Non. Ce ne sont que des interprétations qui n'ont rien à voir avec le racisme. Nous sommes tous des êtres humains ouverts d'esprit. Surtout lorsque l'on joue au football, un sport avec tellement de nationalités et d'horizons différents.

Qu'est-ce qui vous a convaincu de tenter l'aventure Bordeaux?

Le projet. Il y a un nouveau propriétaire (l'homme d'affaires hispano-luxembourgeois Gérard Lopez, ndlr.) qui veut changer beaucoup de choses. L'objectif est de devenir européen dans les trois ans. Il y a quelque chose à construire, mais il faudra aussi de bons résultats.

Le budget devrait bondir à 112 millions d'euros cette saison, contre 60-70 les championnats précédents.

Je ne le sais pas. Mais comme le spectre de la faillite planait au-dessus du club avant que le nouveau propriétaire arrive, nous ne pouvons engager des joueurs que si nous en vendons d'autre.

Amenez-vous des joueurs de l'équipe de Suisse dans vos bagages?

Pas pour le moment. Mais de toute manière, je discute de profils avec le directeur sportif, pas vraiment de noms précis.

Comment se porte votre français?

Il suffit pour le foot: les entraînements et les matches. Mais pas pour les conférence de presse ou pour les vraies discussions. Je vais prendre des cours.

Et le vin, vous maîtrisez?

J'ai des connaissances et quelques bouteilles de Bordeaux dans ma cave à côté des vins espagnols et italiens. J'aurai assez de temps ici pour faire mes expériences.

Avez-vous quelques mots à adresser aux fans de l'équipe de Suisse, en guise de conclusion?

J'aimerais remercier non seulement les fans, mais toute la population suisse. Vous avez été derrière nous et m'avez aussi, à titre personnel, donné beaucoup de force. J'aimerais aussi adresser un grand merci à toutes les personnes qui gravitent autour de l'équipe, aux fonctionnaires et aussi aux joueurs. Être sélectionneur de la Suisse a été un immense honneur pour moi.

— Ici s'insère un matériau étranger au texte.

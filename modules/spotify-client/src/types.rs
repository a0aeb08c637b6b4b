use chrono::{DateTime, NaiveDate, Utc};
use serde::{Deserialize, Serialize};

// --- Paging envelopes ---

/// A page of results. Offset and cursor paging both expose the follow-up
/// request as a ready-made `next` URL.
#[derive(Debug, Clone, Deserialize)]
pub struct Page<T> {
    pub items: Vec<T>,
    pub next: Option<String>,
}

#[derive(Debug, Clone, Deserialize)]
pub struct FollowedArtistsResponse {
    pub artists: Page<Artist>,
}

// --- Catalog objects ---

#[derive(Debug, Clone, Deserialize)]
pub struct Artist {
    pub id: Option<String>,
    pub name: String,
}

#[derive(Debug, Clone, Deserialize)]
pub struct SimplifiedAlbum {
    pub id: String,
    pub name: String,
    /// Relation of the album to the queried artist (`album`, `single`,
    /// `compilation`, `appears_on`). Only present on artist album listings.
    pub album_group: Option<String>,
    pub album_type: String,
    pub artists: Vec<Artist>,
    pub release_date: String,
    pub release_date_precision: String,
    pub total_tracks: u32,
}

impl SimplifiedAlbum {
    /// Release date with missing month/day filled with the first of the period.
    pub fn parsed_release_date(&self) -> Option<NaiveDate> {
        parse_release_date(&self.release_date, &self.release_date_precision)
    }
}

pub fn parse_release_date(raw: &str, precision: &str) -> Option<NaiveDate> {
    match precision {
        "year" => raw
            .parse::<i32>()
            .ok()
            .and_then(|y| NaiveDate::from_ymd_opt(y, 1, 1)),
        "month" => NaiveDate::parse_from_str(&format!("{raw}-01"), "%Y-%m-%d").ok(),
        _ => NaiveDate::parse_from_str(raw, "%Y-%m-%d").ok(),
    }
}

#[derive(Debug, Clone, Deserialize)]
pub struct SimplifiedTrack {
    pub id: Option<String>,
    pub name: String,
    pub duration_ms: u32,
}

// --- Playlists ---

#[derive(Debug, Clone, Deserialize)]
pub struct PlaylistDetails {
    pub name: String,
    pub description: Option<String>,
}

#[derive(Debug, Clone, Default, Serialize)]
pub struct ChangePlaylistDetails {
    #[serde(skip_serializing_if = "Option::is_none")]
    pub name: Option<String>,
    #[serde(skip_serializing_if = "Option::is_none")]
    pub description: Option<String>,
}

#[derive(Debug, Clone, Serialize)]
pub struct AddItemsRequest {
    pub uris: Vec<String>,
    pub position: u32,
}

#[derive(Debug, Clone, Deserialize)]
pub struct PlaylistItem {
    pub added_at: Option<DateTime<Utc>>,
    pub track: Option<PlayableItem>,
}

#[derive(Debug, Clone, Deserialize)]
pub struct PlayableItem {
    pub id: Option<String>,
    #[serde(rename = "type")]
    pub item_type: String,
}

// --- Player ---

#[derive(Debug, Clone, Deserialize)]
pub struct CurrentlyPlaying {
    pub item: Option<PlayableItem>,
}

#[cfg(test)]
mod tests {
    use super::*;

    #[test]
    fn release_dates_fill_missing_precision() {
        assert_eq!(
            parse_release_date("2019", "year"),
            NaiveDate::from_ymd_opt(2019, 1, 1)
        );
        assert_eq!(
            parse_release_date("2019-07", "month"),
            NaiveDate::from_ymd_opt(2019, 7, 1)
        );
        assert_eq!(
            parse_release_date("2019-07-12", "day"),
            NaiveDate::from_ymd_opt(2019, 7, 12)
        );
        assert_eq!(parse_release_date("soon", "day"), None);
    }

    #[test]
    fn playlist_item_tolerates_missing_track() {
        let item: PlaylistItem =
            serde_json::from_str(r#"{"added_at": "2024-03-01T10:00:00Z", "track": null}"#)
                .unwrap();
        assert!(item.track.is_none());
        assert!(item.added_at.is_some());
    }

    #[test]
    fn change_details_omits_unset_fields() {
        let body = ChangePlaylistDetails {
            name: Some("⚪ New Albums".into()),
            description: None,
        };
        let json = serde_json::to_value(&body).unwrap();
        assert_eq!(json, serde_json::json!({"name": "⚪ New Albums"}));
    }
}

C'est l'heure de partir: Vladimir Petkovic doit prendre place dans le bus de Bordeaux pour un déplacement de quatre heures à Troyes, où les Girondins doivent disputer leur dernier match amical (la partie s'est soldée sur un nul 1-1, ndlr.). «Petko» a davantage d'énergie et de pep que la veille. Il prend congé de Blick non sans émotion et sans une brève analyse. «Avec vous aussi, j'ai eu des problèmes. Déjà lorsque j'étais entraîneur de Young Boys il y a dix ans, et puis plusieurs fois durant mon mandat avec la Suisse. Mais c'est beau de voir comment nous avons pu trouver un terrain d'entente et comment nous nous quittons. C'est tout ce qui compte.»